2. Did the SLI reflect user experience?
- User complaints vs SLI dips?
- Gaps in measurement?
3. Were error budgets useful?
- Did they influence decisions?
- Were policies followed?
4. Adjustments needed?
Common Mistakes
Too Many SLOs
Bad: 47 SLOs covering every metric
Good: 3-5 SLOs covering critical user journeys
More SLOs means less focus.
Measuring Symptoms, Not Experience
Bad SLO: Database cluster has 3 healthy nodes
Good SLO: Database queries succeed within 100ms
Users don’t care about your node count.
Ignoring Error Budgets
Bad: "Error budget is just a number, we ship anyway"
Good: "We're at 30% budget, let's slow down and fix reliability"

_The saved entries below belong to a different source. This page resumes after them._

//! Host CPU/RAM utilization sampling.

use parking_lot::Mutex;
use sysinfo::System;
use std::time::Instant;

/// One utilization sample, as fractions of capacity.
#[derive(Debug, Clone, Copy)]
pub struct ResourceSnapshot {
    /// CPU utilization (0..1), when available.
    pub cpu_utilization: Option<f64>,
    /// RAM utilization (0..1), when available.
    pub ram_utilization: Option<f64>,
    /// Monotonic sample instant.
    pub ts_monotonic: Instant,
}

/// Sampler holding the `sysinfo` system handle between refreshes; CPU
/// usage needs two refreshes to produce a meaningful delta.
pub struct ResourceSampler {
    system: Mutex<System>,
}

impl ResourceSampler {
    /// New sampler.
    pub fn new() -> Self {
        ResourceSampler {
            system: Mutex::new(System::new()),
        }
    }

    /// Sample utilization now.
    pub fn sample(&self) -> ResourceSnapshot {
        let mut system = self.system.lock();
        system.refresh_cpu();
        system.refresh_memory();
        let cpu = clamp_fraction(system.global_cpu_info().cpu_usage() as f64 / 100.0);
        let ram = if system.total_memory() > 0 {
            clamp_fraction(system.used_memory() as f64 / system.total_memory() as f64)
        } else {
            None
        };
        ResourceSnapshot {
            cpu_utilization: cpu,
            ram_utilization: ram,
            ts_monotonic: Instant::now(),
        }
    }
}

impl Default for ResourceSampler {
    fn default() -> Self {
        ResourceSampler::new()
    }
}

fn clamp_fraction(value: f64) -> Option<f64> {
    if !value.is_finite() {
        return None;
    }
    Some(value.clamp(0.0, 1.0))
}

#[cfg(test)]
mod tests {
    use super::*;

    #[test]
    fn samples_are_in_range() {
        let sampler = ResourceSampler::new();
        let snapshot = sampler.sample();
        if let Some(cpu) = snapshot.cpu_utilization {
            assert!((0.0..=1.0).contains(&cpu));
        }
        if let Some(ram) = snapshot.ram_utilization {
            assert!((0.0..=1.0).contains(&ram));
        }
    }

    #[test]
    fn clamp_rejects_non_finite() {
        assert_eq!(clamp_fraction(f64::NAN), None);
        assert_eq!(clamp_fraction(1.7), Some(1.0));
        assert_eq!(clamp_fraction(-0.2), Some(0.0));
    }
}
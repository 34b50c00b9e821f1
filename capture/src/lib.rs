//! Capture pipeline: three OS threads (grab, encode, write) joined by two
//! bounded queues, producing sealed segment containers with crash-safe
//! spool handling.

/// Backpressure controller and disk pressure levels.
pub mod backpressure;
/// Segment container writers (AVI-MJPEG, ZIP, ffmpeg MP4).
pub mod container;
/// Frame fingerprinting and dedupe policy.
pub mod dedupe;
/// Lossless screenshot frame records.
pub mod frames;
/// Three-stage capture pipeline.
pub mod pipeline;
/// Bounded queues with explicit drop policies.
pub mod queues;
/// Segment spool writer.
pub mod segment;
/// Frame source abstraction (platform bindings live behind this trait).
pub mod source;

pub use backpressure::{BackpressureController, DiskLevel, DiskPressure};
pub use container::{ContainerKind, ContainerWriter};
pub use dedupe::{DedupeDecision, DedupePolicy, FrameDeduper};
pub use frames::{FrameOutcome, FrameRecorder};
pub use pipeline::{CaptureConfig, CapturePipeline, PipelineHandles};
pub use queues::{BoundedQueue, DropPolicy, PushOutcome};
pub use segment::{SegmentArtifact, SegmentWriter};
pub use source::{Frame, FrameSource, SyntheticFrameSource};

use thiserror::Error;

/// Errors raised by the capture pipeline.
#[derive(Debug, Error)]
pub enum CaptureError {
    /// Container-level failure (encode or close).
    #[error("container: {0}")]
    Container(String),
    /// Spool or media filesystem failure.
    #[error("capture io: {0}")]
    Io(#[from] std::io::Error),
    /// Storage layer failure while sealing.
    #[error(transparent)]
    Store(#[from] autocap_store::StoreError),
    /// Zip container failure.
    #[error("zip container: {0}")]
    Zip(#[from] zip::result::ZipError),
    /// The requested container cannot run on this host.
    #[error("container unavailable: {0}")]
    ContainerUnavailable(String),
}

Error budgets only work if they have consequences.
Set and Forget
SLOs need regular review:
- Business requirements change
- Systems evolve
- Users expectations shift
Key Takeaways
- Measure what users experience, not infrastructure metrics
- Start with current reality; don’t set aspirational targets you can’t meet
- Different services need different reliability levels
- Error budgets are policy tools; define actions for each budget state
- Alert on burn rate, not instantaneous SLI dips
- Keep SLOs focused (3-5 per service)
- Review SLOs quarterly and adjust as needed
SLOs work when they reflect user needs and drive actual decisions. Otherwise, they’re just dashboards.